PROBLEM DETAILS – Write the data below out again, exactly as each line reads.

THE INPUT –

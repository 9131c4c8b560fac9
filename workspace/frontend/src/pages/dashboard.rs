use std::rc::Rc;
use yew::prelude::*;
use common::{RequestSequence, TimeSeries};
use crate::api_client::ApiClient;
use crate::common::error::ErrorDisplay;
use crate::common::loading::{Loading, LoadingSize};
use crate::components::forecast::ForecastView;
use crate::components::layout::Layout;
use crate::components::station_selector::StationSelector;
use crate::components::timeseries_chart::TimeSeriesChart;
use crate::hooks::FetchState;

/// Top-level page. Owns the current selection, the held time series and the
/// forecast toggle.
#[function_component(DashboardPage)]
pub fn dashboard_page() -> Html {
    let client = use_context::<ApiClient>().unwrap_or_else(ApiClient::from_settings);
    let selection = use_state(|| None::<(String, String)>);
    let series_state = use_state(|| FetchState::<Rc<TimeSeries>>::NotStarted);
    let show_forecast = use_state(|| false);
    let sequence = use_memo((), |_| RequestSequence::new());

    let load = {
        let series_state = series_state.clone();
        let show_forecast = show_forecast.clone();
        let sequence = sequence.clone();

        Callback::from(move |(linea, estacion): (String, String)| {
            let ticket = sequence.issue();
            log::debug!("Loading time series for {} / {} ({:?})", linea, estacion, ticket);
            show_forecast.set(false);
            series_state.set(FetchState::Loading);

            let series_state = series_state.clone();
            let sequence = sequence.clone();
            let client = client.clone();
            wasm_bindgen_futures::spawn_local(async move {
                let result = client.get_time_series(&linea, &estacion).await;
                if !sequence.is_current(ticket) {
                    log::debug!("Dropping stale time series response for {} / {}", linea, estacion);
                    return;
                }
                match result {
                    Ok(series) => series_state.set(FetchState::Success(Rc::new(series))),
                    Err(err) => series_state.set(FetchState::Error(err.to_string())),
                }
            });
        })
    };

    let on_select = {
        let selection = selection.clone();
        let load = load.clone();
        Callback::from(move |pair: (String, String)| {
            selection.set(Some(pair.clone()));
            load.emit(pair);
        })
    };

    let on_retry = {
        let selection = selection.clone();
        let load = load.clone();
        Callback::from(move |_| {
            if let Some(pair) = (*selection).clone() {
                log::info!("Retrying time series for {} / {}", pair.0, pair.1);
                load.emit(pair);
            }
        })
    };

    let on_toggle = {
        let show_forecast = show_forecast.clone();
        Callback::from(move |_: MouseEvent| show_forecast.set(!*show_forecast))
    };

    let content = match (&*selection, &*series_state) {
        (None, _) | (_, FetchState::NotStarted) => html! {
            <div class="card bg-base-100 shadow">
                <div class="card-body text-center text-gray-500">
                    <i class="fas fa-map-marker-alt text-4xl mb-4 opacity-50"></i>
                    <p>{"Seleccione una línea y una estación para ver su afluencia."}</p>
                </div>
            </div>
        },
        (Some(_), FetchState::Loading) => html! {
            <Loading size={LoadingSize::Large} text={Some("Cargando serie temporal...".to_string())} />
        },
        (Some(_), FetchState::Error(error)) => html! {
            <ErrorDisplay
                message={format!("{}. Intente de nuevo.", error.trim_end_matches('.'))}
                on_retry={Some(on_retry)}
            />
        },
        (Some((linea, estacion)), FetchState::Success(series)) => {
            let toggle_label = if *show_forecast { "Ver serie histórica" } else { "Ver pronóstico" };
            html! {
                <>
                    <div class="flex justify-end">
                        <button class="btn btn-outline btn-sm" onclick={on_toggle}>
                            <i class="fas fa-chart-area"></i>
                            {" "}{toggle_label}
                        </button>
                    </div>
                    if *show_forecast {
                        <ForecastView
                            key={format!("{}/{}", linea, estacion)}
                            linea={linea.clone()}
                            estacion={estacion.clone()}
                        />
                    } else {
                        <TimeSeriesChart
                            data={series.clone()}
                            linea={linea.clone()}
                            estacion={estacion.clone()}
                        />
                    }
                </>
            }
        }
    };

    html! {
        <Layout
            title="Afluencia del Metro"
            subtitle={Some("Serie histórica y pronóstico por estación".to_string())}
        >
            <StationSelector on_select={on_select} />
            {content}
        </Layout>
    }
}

ANSWER BOX –
repository 9131c4c8b560fac9
filename workspace/frontend/src/pages/dashboard.rs
use std::rc::Rc;
use yew::prelude::*;
use common::{RequestSequence, TimeSeries};
use crate::api_client::ApiClient;
use crate::common::error::ErrorDisplay;
use crate::common::loading::{Loading, LoadingSize};
use crate::components::forecast::ForecastView;
use crate::components::layout::Layout;
use crate::components::station_selector::StationSelector;
use crate::components::timeseries_chart::TimeSeriesChart;
use crate::hooks::FetchState;

/// Top-level page. Owns the current selection, the held time series and the
/// forecast toggle.
#[function_component(DashboardPage)]
pub fn dashboard_page() -> Html {
    let client = use_context::<ApiClient>().unwrap_or_else(ApiClient::from_settings);
    let selection = use_state(|| None::<(String, String)>);
    let series_state = use_state(|| FetchState::<Rc<TimeSeries>>::NotStarted);
    let show_forecast = use_state(|| false);
    let sequence = use_memo((), |_| RequestSequence::new());

    let load = {
        let series_state = series_state.clone();
        let show_forecast = show_forecast.clone();
        let sequence = sequence.clone();

        Callback::from(move |(linea, estacion): (String, String)| {
            let ticket = sequence.issue();
            log::debug!("Loading time series for {} / {} ({:?})", linea, estacion, ticket);
            show_forecast.set(false);
            series_state.set(FetchState::Loading);

            let series_state = series_state.clone();
            let sequence = sequence.clone();
            let client = client.clone();
            wasm_bindgen_futures::spawn_local(async move {
                let result = client.get_time_series(&linea, &estacion).await;
                if !sequence.is_current(ticket) {
                    log::debug!("Dropping stale time series response for {} / {}", linea, estacion);
                    return;
                }
                match result {
                    Ok(series) => series_state.set(FetchState::Success(Rc::new(series))),
                    Err(err) => series_state.set(FetchState::Error(err.to_string())),
                }
            });
        })
    };

    let on_select = {
        let selection = selection.clone();
        let load = load.clone();
        Callback::from(move |pair: (String, String)| {
            selection.set(Some(pair.clone()));
            load.emit(pair);
        })
    };

    let on_retry = {
        let selection = selection.clone();
        let load = load.clone();
        Callback::from(move |_| {
            if let Some(pair) = (*selection).clone() {
                log::info!("Retrying time series for {} / {}", pair.0, pair.1);
                load.emit(pair);
            }
        })
    };

    let on_toggle = {
        let show_forecast = show_forecast.clone();
        Callback::from(move |_: MouseEvent| show_forecast.set(!*show_forecast))
    };

    let content = match (&*selection, &*series_state) {
        (None, _) | (_, FetchState::NotStarted) => html! {
            <div class="card bg-base-100 shadow">
                <div class="card-body text-center text-gray-500">
                    <i class="fas fa-map-marker-alt text-4xl mb-4 opacity-50"></i>
                    <p>{"Seleccione una línea y una estación para ver su afluencia."}</p>
                </div>
            </div>
        },
        (Some(_), FetchState::Loading) => html! {
            <Loading size={LoadingSize::Large} text={Some("Cargando serie temporal...".to_string())} />
        },
        (Some(_), FetchState::Error(error)) => html! {
            <ErrorDisplay
                message={format!("{}. Intente de nuevo.", error.trim_end_matches('.'))}
                on_retry={Some(on_retry)}
            />
        },
        (Some((linea, estacion)), FetchState::Success(series)) => {
            let toggle_label = if *show_forecast { "Ver serie histórica" } else { "Ver pronóstico" };
            html! {
                <>
                    <div class="flex justify-end">
                        <button class="btn btn-outline btn-sm" onclick={on_toggle}>
                            <i class="fas fa-chart-area"></i>
                            {" "}{toggle_label}
                        </button>
                    </div>
                    if *show_forecast {
                        <ForecastView
                            key={format!("{}/{}", linea, estacion)}
                            linea={linea.clone()}
                            estacion={estacion.clone()}
                        />
                    } else {
                        <TimeSeriesChart
                            data={series.clone()}
                            linea={linea.clone()}
                            estacion={estacion.clone()}
                        />
                    }
                </>
            }
        }
    };

    html! {
        <Layout
            title="Afluencia del Metro"
            subtitle={Some("Serie histórica y pronóstico por estación".to_string())}
        >
            <StationSelector on_select={on_select} />
            {content}
        </Layout>
    }
}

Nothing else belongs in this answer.